Top of EXCERPTED DATA
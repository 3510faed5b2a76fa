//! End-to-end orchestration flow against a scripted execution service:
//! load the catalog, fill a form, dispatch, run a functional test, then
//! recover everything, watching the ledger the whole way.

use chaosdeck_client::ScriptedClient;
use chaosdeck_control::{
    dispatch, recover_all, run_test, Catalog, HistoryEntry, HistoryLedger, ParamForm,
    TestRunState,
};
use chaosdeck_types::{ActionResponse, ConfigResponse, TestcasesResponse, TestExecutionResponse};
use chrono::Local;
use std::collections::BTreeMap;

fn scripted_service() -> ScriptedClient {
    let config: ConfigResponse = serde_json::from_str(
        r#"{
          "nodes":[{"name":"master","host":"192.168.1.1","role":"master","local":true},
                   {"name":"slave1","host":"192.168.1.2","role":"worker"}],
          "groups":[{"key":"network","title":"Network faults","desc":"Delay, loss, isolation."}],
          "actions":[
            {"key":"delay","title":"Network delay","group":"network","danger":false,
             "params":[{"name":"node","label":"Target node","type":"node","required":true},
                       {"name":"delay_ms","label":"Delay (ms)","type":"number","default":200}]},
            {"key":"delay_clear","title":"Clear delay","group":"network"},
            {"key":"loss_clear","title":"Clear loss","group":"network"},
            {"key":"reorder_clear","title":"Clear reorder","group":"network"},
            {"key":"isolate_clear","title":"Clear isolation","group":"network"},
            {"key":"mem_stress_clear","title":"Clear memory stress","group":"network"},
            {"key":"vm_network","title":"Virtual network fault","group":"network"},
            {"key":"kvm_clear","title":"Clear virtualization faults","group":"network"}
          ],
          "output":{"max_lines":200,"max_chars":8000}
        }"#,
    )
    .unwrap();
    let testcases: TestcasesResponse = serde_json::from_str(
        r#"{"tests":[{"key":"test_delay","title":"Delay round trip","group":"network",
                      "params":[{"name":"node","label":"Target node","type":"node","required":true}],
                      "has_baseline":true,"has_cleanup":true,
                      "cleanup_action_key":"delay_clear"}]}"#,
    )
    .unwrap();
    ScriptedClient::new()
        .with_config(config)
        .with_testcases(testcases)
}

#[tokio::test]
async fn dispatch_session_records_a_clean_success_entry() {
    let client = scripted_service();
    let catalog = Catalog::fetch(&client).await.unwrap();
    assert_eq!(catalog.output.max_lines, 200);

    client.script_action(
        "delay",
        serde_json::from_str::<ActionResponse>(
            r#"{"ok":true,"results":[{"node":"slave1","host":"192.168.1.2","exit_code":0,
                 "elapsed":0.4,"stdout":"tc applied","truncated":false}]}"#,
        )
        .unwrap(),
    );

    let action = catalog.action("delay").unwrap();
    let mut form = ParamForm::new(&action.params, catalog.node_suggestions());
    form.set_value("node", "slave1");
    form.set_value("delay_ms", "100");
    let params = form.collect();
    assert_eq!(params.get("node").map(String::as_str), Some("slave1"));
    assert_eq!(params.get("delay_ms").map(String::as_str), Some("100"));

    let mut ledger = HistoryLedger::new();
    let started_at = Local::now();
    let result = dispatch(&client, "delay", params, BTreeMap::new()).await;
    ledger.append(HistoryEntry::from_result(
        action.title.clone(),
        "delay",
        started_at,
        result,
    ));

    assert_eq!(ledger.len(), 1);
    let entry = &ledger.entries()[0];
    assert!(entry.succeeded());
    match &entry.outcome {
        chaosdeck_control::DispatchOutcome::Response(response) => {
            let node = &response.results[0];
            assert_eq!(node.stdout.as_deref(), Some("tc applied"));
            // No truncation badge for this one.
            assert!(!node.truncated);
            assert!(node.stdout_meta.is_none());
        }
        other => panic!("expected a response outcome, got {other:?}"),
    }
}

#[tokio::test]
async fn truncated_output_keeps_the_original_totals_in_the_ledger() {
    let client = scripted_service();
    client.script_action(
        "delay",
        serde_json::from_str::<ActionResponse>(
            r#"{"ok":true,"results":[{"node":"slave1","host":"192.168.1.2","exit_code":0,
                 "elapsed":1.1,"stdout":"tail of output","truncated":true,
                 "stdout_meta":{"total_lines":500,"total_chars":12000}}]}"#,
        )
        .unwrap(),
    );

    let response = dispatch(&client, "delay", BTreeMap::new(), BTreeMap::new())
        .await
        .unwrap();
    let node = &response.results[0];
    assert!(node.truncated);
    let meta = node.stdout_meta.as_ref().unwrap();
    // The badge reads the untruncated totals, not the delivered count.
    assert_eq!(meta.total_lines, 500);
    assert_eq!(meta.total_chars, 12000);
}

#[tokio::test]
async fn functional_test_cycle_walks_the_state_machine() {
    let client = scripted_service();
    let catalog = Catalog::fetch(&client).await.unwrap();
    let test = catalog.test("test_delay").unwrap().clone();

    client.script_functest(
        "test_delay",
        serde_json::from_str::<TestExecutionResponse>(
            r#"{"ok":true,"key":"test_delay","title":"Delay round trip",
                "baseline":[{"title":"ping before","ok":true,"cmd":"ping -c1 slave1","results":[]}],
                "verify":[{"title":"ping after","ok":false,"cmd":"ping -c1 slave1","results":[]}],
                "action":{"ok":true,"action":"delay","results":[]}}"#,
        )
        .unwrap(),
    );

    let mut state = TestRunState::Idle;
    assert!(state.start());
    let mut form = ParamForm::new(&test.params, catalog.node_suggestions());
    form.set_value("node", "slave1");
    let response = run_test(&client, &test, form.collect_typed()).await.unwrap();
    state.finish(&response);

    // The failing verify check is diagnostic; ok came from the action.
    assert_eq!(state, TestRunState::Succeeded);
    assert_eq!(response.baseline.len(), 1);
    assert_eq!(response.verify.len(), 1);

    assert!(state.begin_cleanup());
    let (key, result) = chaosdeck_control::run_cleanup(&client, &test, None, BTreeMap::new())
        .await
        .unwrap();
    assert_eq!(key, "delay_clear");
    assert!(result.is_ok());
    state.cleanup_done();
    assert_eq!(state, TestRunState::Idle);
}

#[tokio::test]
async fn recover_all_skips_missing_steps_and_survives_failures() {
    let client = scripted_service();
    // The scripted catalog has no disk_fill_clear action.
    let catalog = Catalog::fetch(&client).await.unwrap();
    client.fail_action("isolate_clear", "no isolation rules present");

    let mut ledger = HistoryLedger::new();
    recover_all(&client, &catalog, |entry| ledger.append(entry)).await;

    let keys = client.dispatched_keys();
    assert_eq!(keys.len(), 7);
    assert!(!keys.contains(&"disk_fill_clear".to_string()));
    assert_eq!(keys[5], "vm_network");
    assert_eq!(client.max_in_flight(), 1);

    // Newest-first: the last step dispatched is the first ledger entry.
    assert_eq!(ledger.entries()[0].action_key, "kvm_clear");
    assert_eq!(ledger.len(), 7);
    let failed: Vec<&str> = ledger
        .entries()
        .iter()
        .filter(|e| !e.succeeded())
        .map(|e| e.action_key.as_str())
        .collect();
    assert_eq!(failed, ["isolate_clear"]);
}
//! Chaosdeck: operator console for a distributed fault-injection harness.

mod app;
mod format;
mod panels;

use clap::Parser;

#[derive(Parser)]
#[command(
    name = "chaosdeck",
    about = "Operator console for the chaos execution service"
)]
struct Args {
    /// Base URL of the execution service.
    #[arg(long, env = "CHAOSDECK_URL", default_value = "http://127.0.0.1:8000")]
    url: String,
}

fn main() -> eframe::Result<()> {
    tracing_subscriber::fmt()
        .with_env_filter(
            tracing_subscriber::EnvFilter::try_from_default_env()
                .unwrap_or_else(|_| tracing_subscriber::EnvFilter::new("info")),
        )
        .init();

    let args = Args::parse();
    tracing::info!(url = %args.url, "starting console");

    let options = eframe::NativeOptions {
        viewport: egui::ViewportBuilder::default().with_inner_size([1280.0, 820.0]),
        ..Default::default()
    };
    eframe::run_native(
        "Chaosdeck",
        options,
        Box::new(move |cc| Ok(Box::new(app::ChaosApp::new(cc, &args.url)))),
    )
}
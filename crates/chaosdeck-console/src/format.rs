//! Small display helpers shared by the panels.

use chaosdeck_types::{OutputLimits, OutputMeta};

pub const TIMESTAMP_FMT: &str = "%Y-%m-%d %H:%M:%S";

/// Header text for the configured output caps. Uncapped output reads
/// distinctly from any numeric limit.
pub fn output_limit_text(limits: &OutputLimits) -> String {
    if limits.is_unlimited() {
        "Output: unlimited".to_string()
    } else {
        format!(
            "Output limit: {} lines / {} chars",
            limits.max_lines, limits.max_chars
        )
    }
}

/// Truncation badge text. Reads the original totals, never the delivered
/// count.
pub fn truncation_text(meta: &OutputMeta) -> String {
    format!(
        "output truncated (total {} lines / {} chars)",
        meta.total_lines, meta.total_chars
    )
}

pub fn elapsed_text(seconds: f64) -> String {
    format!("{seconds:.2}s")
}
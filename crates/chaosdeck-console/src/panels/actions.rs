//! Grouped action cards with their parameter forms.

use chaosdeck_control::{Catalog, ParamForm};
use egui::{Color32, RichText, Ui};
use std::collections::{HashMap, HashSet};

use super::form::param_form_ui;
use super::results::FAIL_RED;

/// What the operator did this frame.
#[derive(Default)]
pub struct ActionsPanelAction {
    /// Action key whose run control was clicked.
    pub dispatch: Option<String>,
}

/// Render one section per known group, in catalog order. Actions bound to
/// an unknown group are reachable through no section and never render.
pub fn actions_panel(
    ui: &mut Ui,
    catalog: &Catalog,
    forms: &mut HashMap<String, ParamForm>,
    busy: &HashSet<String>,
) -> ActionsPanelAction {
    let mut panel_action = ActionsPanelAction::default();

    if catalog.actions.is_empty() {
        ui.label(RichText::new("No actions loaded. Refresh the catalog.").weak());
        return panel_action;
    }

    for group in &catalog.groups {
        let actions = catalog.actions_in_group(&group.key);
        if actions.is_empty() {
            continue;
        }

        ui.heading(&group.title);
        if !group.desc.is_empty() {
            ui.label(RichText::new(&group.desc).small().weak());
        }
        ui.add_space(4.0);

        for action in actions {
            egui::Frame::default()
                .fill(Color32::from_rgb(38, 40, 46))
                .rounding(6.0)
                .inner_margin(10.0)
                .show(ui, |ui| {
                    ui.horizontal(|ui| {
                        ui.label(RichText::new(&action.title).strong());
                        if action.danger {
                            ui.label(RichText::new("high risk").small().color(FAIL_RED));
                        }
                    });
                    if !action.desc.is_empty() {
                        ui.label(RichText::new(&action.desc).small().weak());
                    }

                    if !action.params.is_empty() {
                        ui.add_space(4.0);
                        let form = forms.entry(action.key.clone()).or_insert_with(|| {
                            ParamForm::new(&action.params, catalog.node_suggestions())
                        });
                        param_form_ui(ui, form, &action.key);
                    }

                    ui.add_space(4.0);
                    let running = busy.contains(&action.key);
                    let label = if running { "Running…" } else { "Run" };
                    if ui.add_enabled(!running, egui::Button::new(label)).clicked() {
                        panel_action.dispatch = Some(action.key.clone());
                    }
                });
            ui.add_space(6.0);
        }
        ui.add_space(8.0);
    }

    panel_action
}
Bottom of EXCERPTED DATA
#### EXERCISE DIRECTIONS:
Which lines run from the one holding "their parameter forms." through the one holding "pub struct ActionsPanelAction" in the records above? Repeat them exactly, both included, and nothing more.

#### TASK SOLUTION:
//! Grouped action cards with their parameter forms.

use chaosdeck_control::{Catalog, ParamForm};
use egui::{Color32, RichText, Ui};
use std::collections::{HashMap, HashSet};

use super::form::param_form_ui;
use super::results::FAIL_RED;

/// What the operator did this frame.
#[derive(Default)]
pub struct ActionsPanelAction {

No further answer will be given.